Intune Certificate Recovery | AllowRecovery | DmClient CSP (call4cloud.nl)

The first blog was about how I stumbled upon something called “AllowRecovery” and how this new DMClient functionality could bring your Intune MDM Certificate back to life when there are issues (Private key missing or just totally missing in action). Which is pretty cool!!!

From there on, I started diving deeper and deeper into MDM hardening. In the second blog post in the MDM hardening series, I noticed that Microsoft Implemented something called UseTPMForEnrollmentkey. This function in the mdmregistration.dll will ensure that all new Intune enrollments with an up-to-date Windows build will have their Intune MDM certificate private key protected by the TPM. Back in the day, the private key was NOT protected by the TPM (Microsoft Crypto provider) but it was stored using the Microsoft Software Key Storage provider.

MDM Hardening | UseTPMForEnrollmentkey | Intune Certificate (call4cloud.nl)

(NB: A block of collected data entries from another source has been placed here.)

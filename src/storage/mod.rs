//! Storage Layer - SQLite-backed persistence
//!
//! System of record is SQLite with tables:
//! - analysis(id, payload)
//! - analysis_meta(id, files, time, title)
//! - file(id, payload)
//! - file_meta(id, count)

pub mod blob;
pub mod cascade;
pub mod handle;
pub mod records;
pub mod schema;
pub mod transaction;

pub use handle::{SchemaStatus, StorageHandle};
pub use schema::{Collection, SCHEMA_VERSION};
pub use transaction::{Completion, Mode, Operation, Pending, Transaction, WriteOp};

use crate::Result;

/// Database statistics
#[derive(Debug, Clone, Default, PartialEq, Eq, serde::Serialize)]
pub struct StoreStats {
    pub analyses: u64,
    pub files: u64,
    pub file_bytes: u64,
    pub analysis_bytes: u64,
    /// Sum of all file reference counts
    pub references: u64,
}

impl StoreStats {
    pub fn collect(tx: &Transaction<'_>) -> Result<Self> {
        Ok(Self {
            analyses: tx.count(Collection::AnalysisMeta)?,
            files: tx.count(Collection::FileMeta)?,
            file_bytes: tx.payload_bytes(Collection::File)?,
            analysis_bytes: tx.payload_bytes(Collection::Analysis)?,
            references: tx.total_references()?,
        })
    }
}

impl std::fmt::Display for StoreStats {
    fn fmt(&self, f: &mut std::fmt::Formatter<'_>) -> std::fmt::Result {
        writeln!(f, "Store Statistics:")?;
        writeln!(f, "  Analyses: {} ({} bytes)", self.analyses, self.analysis_bytes)?;
        writeln!(f, "  Files: {} ({} bytes)", self.files, self.file_bytes)?;
        writeln!(f, "  References: {}", self.references)
    }
}
//! Reference-counted file payloads.
//!
//! Each stored file has a `file` row with its bytes and a `file_meta` row with
//! the number of live references. The count is bumped on every save and
//! dropped on every release; the release that takes it to zero removes both rows.

use super::schema::Collection;
use super::transaction::{Transaction, WriteOp};
use crate::model::FileMeta;
use crate::{Error, Result};

/// Collections touched by file operations
pub const SCOPE: &[Collection] = &[Collection::File, Collection::FileMeta];

/// Store `payload` under `id`, adding one reference. Returns the new count.
///
/// An existing payload for `id` is overwritten.
pub fn save_file(tx: &mut Transaction<'_>, id: &str, payload: Vec<u8>) -> Result<u32> {
    let meta = match tx.get_file_meta(id)? {
        Some(mut meta) => {
            meta.count += 1;
            meta
        }
        None => FileMeta::first(id),
    };
    let count = meta.count;

    tx.issue(WriteOp::put_payload(Collection::File, id, payload))?;
    tx.issue(WriteOp::PutFileMeta(meta))?;
    Ok(count)
}

pub fn load_file(tx: &Transaction<'_>, id: &str) -> Result<Option<Vec<u8>>> {
    tx.get_payload(Collection::File, id)
}

pub fn ref_count(tx: &Transaction<'_>, id: &str) -> Result<Option<u32>> {
    Ok(tx.get_file_meta(id)?.map(|meta| meta.count))
}

/// Drop one reference to `id`.
///
/// Returns the writes that apply the release: both deletes when the count
/// reaches zero, otherwise the decremented metadata. The caller schedules
/// them on the same transaction.
pub fn release_file(tx: &Transaction<'_>, id: &str) -> Result<Vec<WriteOp>> {
    let meta = tx.get_file_meta(id)?.ok_or_else(|| Error::MissingRecord {
        collection: Collection::FileMeta,
        id: id.to_string(),
    })?;

    let remaining = meta.count.saturating_sub(1);
    tracing::debug!(id, remaining, "releasing file");

    if remaining == 0 {
        Ok(vec![
            WriteOp::delete(Collection::File, id),
            WriteOp::delete(Collection::FileMeta, id),
        ])
    } else {
        Ok(vec![WriteOp::PutFileMeta(FileMeta {
            id: id.to_string(),
            count: remaining,
        })])
    }
}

Now, you could ask yourself, what about existing enrollments? In the same Recovery CSP, we also have the power to initiate the recovery on our turf. When we enrolled our Windows 10 device back in the day, the Intune MDM certificate and its private key was NOT stored in the TPM. Guess what happens if we initiate a recovery? Yep… the Intune MDM certificate will be whacked and renewed. This time, the TPM will protect the Intune MDM Certificate and its private key.(Microsoft Platform Crypto Provider)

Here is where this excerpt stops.